Rainfall data was acquired from the PERSIANN Precipitation Climate Data Record (PERSIANN-CDR), and the mean rainfall data was derived. Elevation and flooding typically have an inverse connection. In this case, the research area's elevation was taken using the digital elevation model (DEM) and then used to derive drainage lines and slopes in ORB. The digital elevation model was obtained from the Copernicus open-access hub (www.scihub.copernicus). The digital elevation model's spatial resolution is 10 m. TWI is a measure of how wet the area is and is used to identify possible floodplains in river basins. It was derived from information produced from DEM utilizing slope and flow accumulation functions.
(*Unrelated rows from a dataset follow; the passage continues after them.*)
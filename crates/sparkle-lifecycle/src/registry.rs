use std::sync::Arc;

use serde::Serialize;
use sparkle_store::{aggregates::VersionMetrics, ModelVersion, Store};
use tracing::{info, instrument};

use crate::LifecycleError;

#[derive(Debug, Serialize)]
pub struct VersionCompare {
    pub variant: String,
    pub version_a: i64,
    pub version_b: i64,
    pub metrics_a: VersionMetrics,
    pub metrics_b: VersionMetrics,
    pub booking_rate_delta: f64,
    pub escalation_rate_delta: f64,
    pub avg_cost_delta: f64,
}

#[derive(Debug, Serialize)]
pub struct PromptDiff {
    pub variant: String,
    pub version_a: i64,
    pub version_b: i64,
    pub lines_added: usize,
    pub lines_removed: usize,
    pub added: Vec<String>,
    pub removed: Vec<String>,
}

/// Domain service over the persisted prompt-version rows: registration,
/// activation, rollback, tagging, and comparison.
pub struct VersionRegistry {
    store: Arc<Store>,
}

impl VersionRegistry {
    pub fn new(store: Arc<Store>) -> Self {
        Self { store }
    }

    /// Register the next version of a variant. Does not activate it.
    #[instrument(skip(self, system_prompt, metadata))]
    pub fn register(
        &self,
        variant: &str,
        system_prompt: &str,
        metadata: serde_json::Value,
    ) -> Result<i64, LifecycleError> {
        Ok(self.store.register_version(variant, system_prompt, &metadata)?)
    }

    #[instrument(skip(self))]
    pub fn activate(&self, variant: &str, version: i64) -> Result<(), LifecycleError> {
        self.store
            .activate_version(variant, version)
            .map_err(|e| match e {
                sparkle_store::StoreError::NotFound { .. } => LifecycleError::VersionNotFound {
                    variant: variant.to_string(),
                    version,
                },
                other => LifecycleError::Store(other),
            })
    }

    /// Activate the most recent version below the currently active one.
    #[instrument(skip(self))]
    pub fn rollback(&self, variant: &str) -> Result<i64, LifecycleError> {
        let active = self
            .store
            .get_active_version(variant)?
            .ok_or_else(|| LifecycleError::UnknownVariant(variant.to_string()))?;
        let previous = self
            .store
            .list_versions(variant)?
            .into_iter()
            .filter(|v| v.version < active.version)
            .map(|v| v.version)
            .max()
            .ok_or_else(|| LifecycleError::NothingToRollBack(variant.to_string()))?;
        self.store.activate_version(variant, previous)?;
        info!(variant, from = active.version, to = previous, "version rolled back");
        Ok(previous)
    }

    pub fn tag(
        &self,
        variant: &str,
        version: i64,
        tag: &str,
        description: &str,
    ) -> Result<(), LifecycleError> {
        self.store
            .tag_version(variant, version, tag, description)
            .map_err(|e| match e {
                sparkle_store::StoreError::NotFound { .. } => LifecycleError::VersionNotFound {
                    variant: variant.to_string(),
                    version,
                },
                other => LifecycleError::Store(other),
            })
    }

    pub fn active(&self, variant: &str) -> Result<Option<ModelVersion>, LifecycleError> {
        Ok(self.store.get_active_version(variant)?)
    }

    pub fn history(&self, variant: &str) -> Result<Vec<ModelVersion>, LifecycleError> {
        Ok(self.store.list_versions(variant)?)
    }

    pub fn variants(&self) -> Result<Vec<String>, LifecycleError> {
        Ok(self.store.list_variants()?)
    }

    /// Per-metric deltas between two versions, from conversation aggregates.
    pub fn compare(
        &self,
        variant: &str,
        version_a: i64,
        version_b: i64,
    ) -> Result<VersionCompare, LifecycleError> {
        for v in [version_a, version_b] {
            if self.store.get_version(variant, v)?.is_none() {
                return Err(LifecycleError::VersionNotFound {
                    variant: variant.to_string(),
                    version: v,
                });
            }
        }
        let metrics_a = self.store.version_metrics(variant, version_a)?;
        let metrics_b = self.store.version_metrics(variant, version_b)?;
        Ok(VersionCompare {
            variant: variant.to_string(),
            version_a,
            version_b,
            booking_rate_delta: metrics_b.booking_rate - metrics_a.booking_rate,
            escalation_rate_delta: metrics_b.escalation_rate - metrics_a.escalation_rate,
            avg_cost_delta: metrics_b.avg_cost_usd - metrics_a.avg_cost_usd,
            metrics_a,
            metrics_b,
        })
    }

    /// Line-level diff of two prompts.
    pub fn diff(
        &self,
        variant: &str,
        version_a: i64,
        version_b: i64,
    ) -> Result<PromptDiff, LifecycleError> {
        let a = self
            .store
            .get_version(variant, version_a)?
            .ok_or_else(|| LifecycleError::VersionNotFound {
                variant: variant.to_string(),
                version: version_a,
            })?;
        let b = self
            .store
            .get_version(variant, version_b)?
            .ok_or_else(|| LifecycleError::VersionNotFound {
                variant: variant.to_string(),
                version: version_b,
            })?;

        let lines_a: Vec<&str> = a.system_prompt.lines().collect();
        let lines_b: Vec<&str> = b.system_prompt.lines().collect();
        let added: Vec<String> = lines_b
            .iter()
            .filter(|l| !lines_a.contains(l))
            .map(|l| l.to_string())
            .collect();
        let removed: Vec<String> = lines_a
            .iter()
            .filter(|l| !lines_b.contains(l))
            .map(|l| l.to_string())
            .collect();

        Ok(PromptDiff {
            variant: variant.to_string(),
            version_a,
            version_b,
            lines_added: added.len(),
            lines_removed: removed.len(),
            added,
            removed,
        })
    }
}

#[cfg(test)]
mod tests {
    use super::*;

    fn registry() -> VersionRegistry {
        VersionRegistry::new(Arc::new(Store::open_in_memory().unwrap()))
    }

    #[test]
    fn register_activate_rollback_reactivate_round_trip() {
        let r = registry();
        let v1 = r.register("baseline", "prompt one", serde_json::json!({})).unwrap();
        let v2 = r.register("baseline", "prompt two", serde_json::json!({})).unwrap();
        r.activate("baseline", v2).unwrap();

        let rolled_to = r.rollback("baseline").unwrap();
        assert_eq!(rolled_to, v1);
        assert_eq!(r.active("baseline").unwrap().unwrap().version, v1);

        r.activate("baseline", v2).unwrap();
        assert_eq!(r.active("baseline").unwrap().unwrap().version, v2);
    }

    #[test]
    fn rollback_needs_a_previous_version() {
        let r = registry();
        let v1 = r.register("solo", "only prompt", serde_json::json!({})).unwrap();
        r.activate("solo", v1).unwrap();
        assert!(matches!(
            r.rollback("solo"),
            Err(LifecycleError::NothingToRollBack(_))
        ));
    }

    #[test]
    fn diff_reports_added_and_removed_lines() {
        let r = registry();
        r.register("v", "line one\nline two", serde_json::json!({})).unwrap();
        r.register("v", "line one\nline three", serde_json::json!({})).unwrap();
        let diff = r.diff("v", 1, 2).unwrap();
        assert_eq!(diff.lines_added, 1);
        assert_eq!(diff.lines_removed, 1);
        assert_eq!(diff.added, vec!["line three"]);
        assert_eq!(diff.removed, vec!["line two"]);
    }

    #[test]
    fn compare_rejects_unknown_versions() {
        let r = registry();
        r.register("v", "p", serde_json::json!({})).unwrap();
        assert!(matches!(
            r.compare("v", 1, 9),
            Err(LifecycleError::VersionNotFound { version: 9, .. })
        ));
    }
}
The digital elevation model, slope, Landsat satellite image, NDVI, rainfall, topographic water index (TWI), and drainage density are downloaded in raster format and analyzed using Environmental Systems Research Institute (ESRI) ArcGIS 10.8. The soil data were retrieved from the Food and Agriculture Organization (FAO), which was used to derive the water-holding capacity of the soil. The land use land cover was mapped using ArcMap version 10.8. It was utilized to determine the wetlands and is the focus of Esri's ArcGIS group of geospatial processing tools. The drainage lines were used to calculate drainage density. Likewise, land-use-land-cover (LULC) is Landsat satellite imagery which were retrieved from USGS. The Landsat satellite image was downloaded and sampled at a spatial resolution of 30 m and resampled at 15 m. The distance to the river, distance to the road and soil type are in vector format. Slope and TWI are the geomorphic factors derived from a digital elevation model. NDVI and LULC were created from the Landsat satellite image. The widely used NDVI vegetation indicator was produced using data from remote sensing, mostly satellite images. It measures how verdant and healthy the vegetation is in a certain location.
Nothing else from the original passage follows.